While you don’t have the data needed to reach out to guest users, you can certainly check your reports for customers who have added items to their carts. You can then see if this customer completed an order with the site or not.
You’d want to go to your “Events” view, then filter out events for “add to cart” actions as well as “new orders”. You can also scope the events to the last 30 days so you’re not looking for reports over all time. From here, you can see if a cart has been abandoned.
If the customer has added an item to the cart, but not completed an order within a day or two, you could email that customer to check into whether or not they intend to complete the purchase, getting valuable feedback from the customer in the process (for example, were shipping costs too high? waiting for a sale? etc).
If you want to take abandoned cart analysis a bit further, you can also look into the “Recover Lost Sales” premium add-on to automate the process.
Word-of-mouth recommendations are often one of the most powerful motivators for a customer to purchase. It’s the reason so many of them read product reviews before deciding to buy from your store.
Knowing this, you can encourage reviews and solicit them from your most active reviewers and commenters on your site.
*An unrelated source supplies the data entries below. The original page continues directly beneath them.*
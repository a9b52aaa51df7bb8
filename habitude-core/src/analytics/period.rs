//! Weekly and monthly rollups
//!
//! Aggregates expected vs. completed occurrences over a calendar week or
//! month. Daily habits expect one occurrence per elapsed day; weekly and
//! monthly habits are evaluated at week granularity, expecting one occurrence
//! per week overlapping the period and completing a week with at least one
//! log in it. Weeks are Monday-aligned and independent of month boundaries.

use super::snapshot::Snapshot;
use crate::types::{week_start, Schedule};
use chrono::{Months, NaiveDate};
use serde::{Deserialize, Serialize};

/// Rollup of one period across all habits.
#[derive(Debug, Clone, Serialize, Deserialize)]
pub struct PeriodSummary {
    /// First day of the period
    pub start: NaiveDate,
    /// Last day of the period
    pub end: NaiveDate,
    /// Expected occurrences summed over all habits
    pub expected: u32,
    /// Completed occurrences summed over all habits
    pub completed: u32,
    /// Percentage 0-100; 0 when nothing was expected
    pub rate: u32,
    /// Per-habit breakdown, in habit creation order
    pub habits: Vec<HabitPeriodSummary>,
    /// Longest run of days in the period on which every habit was completed
    pub best_streak: u32,
    /// The running all-habits streak, only if it reaches today
    pub current_streak: u32,
}

/// One habit's share of a period rollup.
#[derive(Debug, Clone, Serialize, Deserialize)]
pub struct HabitPeriodSummary {
    pub habit_id: String,
    pub name: String,
    pub expected: u32,
    pub completed: u32,
    pub rate: u32,
}

/// One calendar week's rollup inside a larger period.
#[derive(Debug, Clone, Serialize, Deserialize)]
pub struct WeekRow {
    /// Monday of the week
    pub start: NaiveDate,
    /// Sunday of the week
    pub end: NaiveDate,
    pub expected: u32,
    pub completed: u32,
    pub rate: u32,
}

/// Per-day completion counts for calendar rendering.
#[derive(Debug, Clone, Copy, Serialize, Deserialize)]
pub struct DayCell {
    pub date: NaiveDate,
    /// Habits scheduled on this day
    pub due: u32,
    /// Habits completed on this day
    pub completed: u32,
}

/// `round(100 * completed / expected)`, defined as 0 when nothing was expected.
pub fn completion_rate(completed: u32, expected: u32) -> u32 {
    if expected == 0 {
        return 0;
    }
    (100.0 * completed as f64 / expected as f64).round() as u32
}

/// Monday and Sunday of the week containing `reference`.
pub fn week_bounds(reference: NaiveDate) -> (NaiveDate, NaiveDate) {
    let start = week_start(reference);
    let end = start + chrono::Days::new(6);
    (start, end)
}

/// First and last day of a calendar month, if the month is valid.
pub fn month_bounds(year: i32, month: u32) -> Option<(NaiveDate, NaiveDate)> {
    let start = NaiveDate::from_ymd_opt(year, month, 1)?;
    let end = start.checked_add_months(Months::new(1))?.pred_opt()?;
    Some((start, end))
}

/// Inclusive day count of `[start, end]`, 0 when the range is empty.
fn days_inclusive(start: NaiveDate, end: NaiveDate) -> u32 {
    if start > end {
        return 0;
    }
    ((end - start).num_days() + 1) as u32
}

/// Monday-aligned weeks overlapping `[start, end]`, unclipped.
fn weeks_overlapping(start: NaiveDate, end: NaiveDate) -> Vec<(NaiveDate, NaiveDate)> {
    let mut weeks = Vec::new();
    let mut monday = week_start(start);
    while monday <= end {
        weeks.push((monday, monday + chrono::Days::new(6)));
        monday = monday + chrono::Days::new(7);
    }
    weeks
}

/// Roll up `[start, end]` across all habits in the snapshot.
///
/// Expected counts never include days after `today` for daily habits; the
/// engine does not treat a day that has not happened as missed. Completed
/// counts span the whole period, so backfilled or imported future logs are
/// reported as written.
pub fn aggregate_period(
    snapshot: &Snapshot,
    start: NaiveDate,
    end: NaiveDate,
    today: NaiveDate,
) -> PeriodSummary {
    let weeks = weeks_overlapping(start, end);
    let mut habits = Vec::new();
    let mut expected_total = 0;
    let mut completed_total = 0;

    for habit in snapshot.habits() {
        let (expected, completed) = match &habit.schedule {
            Schedule::Daily => {
                let expected = days_inclusive(start, end.min(today));
                let completed = snapshot.completions_between(&habit.id, start, end) as u32;
                (expected, completed)
            }
            Schedule::Weekly { .. } | Schedule::Monthly { .. } => {
                let expected = weeks.len() as u32;
                let completed = weeks
                    .iter()
                    .filter(|(ws, we)| {
                        snapshot.completions_between(&habit.id, (*ws).max(start), (*we).min(end))
                            > 0
                    })
                    .count() as u32;
                (expected, completed)
            }
        };

        expected_total += expected;
        completed_total += completed;
        habits.push(HabitPeriodSummary {
            habit_id: habit.id.clone(),
            name: habit.name.clone(),
            expected,
            completed,
            rate: completion_rate(completed, expected),
        });
    }

    let (best_streak, current_streak) = joint_streaks(snapshot, start, end, today);

    PeriodSummary {
        start,
        end,
        expected: expected_total,
        completed: completed_total,
        rate: completion_rate(completed_total, expected_total),
        habits,
        best_streak,
        current_streak,
    }
}

/// Best and current all-habits streaks within `[start, end]`.
///
/// A day counts only when every defined habit has a completion; with no
/// habits defined, no day counts (the empty set does not vacuously pass).
/// The current value is the run that reaches today; when the period lies
/// behind today it is 0.
fn joint_streaks(
    snapshot: &Snapshot,
    start: NaiveDate,
    end: NaiveDate,
    today: NaiveDate,
) -> (u32, u32) {
    let habits = snapshot.habits();
    if habits.is_empty() {
        return (0, 0);
    }

    let last = end.min(today);
    if start > last {
        return (0, 0);
    }

    let mut best = 0;
    let mut run = 0;
    for day in start.iter_days().take_while(|d| *d <= last) {
        if habits.iter().all(|h| snapshot.is_completed(&h.id, day)) {
            run += 1;
            best = best.max(run);
        } else {
            run = 0;
        }
    }

    let current = if last == today { run } else { 0 };
    (best, current)
}

/// Per-week breakdown of a period, one row per week that has started.
///
/// Week boundaries ignore the period boundary; each row only counts the days
/// inside both the week and the period, and daily denominators stop at today.
pub fn week_rows(
    snapshot: &Snapshot,
    start: NaiveDate,
    end: NaiveDate,
    today: NaiveDate,
) -> Vec<WeekRow> {
    weeks_overlapping(start, end)
        .into_iter()
        .filter(|(ws, _)| *ws <= today)
        .map(|(ws, we)| {
            let lo = ws.max(start);
            let hi = we.min(end);
            let mut expected = 0;
            let mut completed = 0;

            for habit in snapshot.habits() {
                match &habit.schedule {
                    Schedule::Daily => {
                        expected += days_inclusive(lo, hi.min(today));
                        completed += snapshot.completions_between(&habit.id, lo, hi) as u32;
                    }
                    Schedule::Weekly { .. } | Schedule::Monthly { .. } => {
                        expected += 1;
                        if snapshot.completions_between(&habit.id, lo, hi) > 0 {
                            completed += 1;
                        }
                    }
                }
            }

            WeekRow {
                start: ws,
                end: we,
                expected,
                completed,
                rate: completion_rate(completed, expected),
            }
        })
        .collect()
}

/// Per-day due/completed counts over `[start, end]` for calendar rendering.
///
/// The only schedule-aware view: a weekly habit is due only on its target
/// days here, while rollups and streaks ignore target days entirely.
pub fn day_cells(snapshot: &Snapshot, start: NaiveDate, end: NaiveDate) -> Vec<DayCell> {
    start
        .iter_days()
        .take_while(|d| *d <= end)
        .map(|date| {
            let mut due = 0;
            let mut completed = 0;
            for habit in snapshot.habits() {
                if habit.schedule.is_scheduled_on(date) {
                    due += 1;
                }
                if snapshot.is_completed(&habit.id, date) {
                    completed += 1;
                }
            }
            DayCell {
                date,
                due,
                completed,
            }
        })
        .collect()
}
You can search your site events for “Comments”, then review which customers have recently commented on your site.
You can then reach out to these active and engaged customers to solicit reviews, or send them previews of new products in exchange for initial reviews for the product in your store.
There are several official add-ons available for WP Tao, many of which are email marketing integrations. These integration plugins serve 2 purposes:
- You can identify guest users or non-logged-in users based on campaign clicks. Many times, email marketing tools use tracking links to track clicks from users on your list. WP Tao can use these same tracking IDs to identify customers when they get to your site by clicking an email campaign.
This lets you get some insight into how effective emails are for leading into a shopping experience or adding items to the cart.
You can also monitor purchasing performance for a campaign based on this user tracking. This allows you to see how much revenue has been generated from the campaign within your WP Tao dashboard.
WP Tao is a free plugin, so basic support is available via the WordPress.org forums. There’s also ample documentation available for help with set up and usage, which also provides a great overview for what kind of events are tracked. I was also impressed by the availability of developer documentation, which isn’t always commonly available or detailed.
The plugin itself is well-structured and code quality is good. WP Tao will add several custom tables to your site’s database; however, as it’s tracking events (which means there are tons of pieces of data logged), this is better served as part of its own table than a core WordPress table anyway. While this may make it more difficult to query or access information (since developers can’t use core WordPress functions), it does help with performance and structure overall, and the developer documentation should assist here as well.
I’m not typically a fan of storing massive amounts of data like site events within your database, as writing data often to your database has the potential to slow your site down. However, WP Tao is well-structured and should handle a large number of site events with no issues, so it’s a viable option for many SMB merchants.
For users who find off-site analytics tools like Google Analytics or other apps overwhelming or difficult to use, WP Tao is a great option that makes it very easy to get up and running, as little configuration is needed. More importantly, the data on events and reporting is easy to access and understand, helping merchants to learn more about customer shopping behaviors on their site.
As WP Tao is free (with a small selection of premium add-ons), this also gives any merchant a chance to try the plugin out to see if they’d like to incorporate analytics on-site within their WooCommerce or Easy Digital Downloads stores.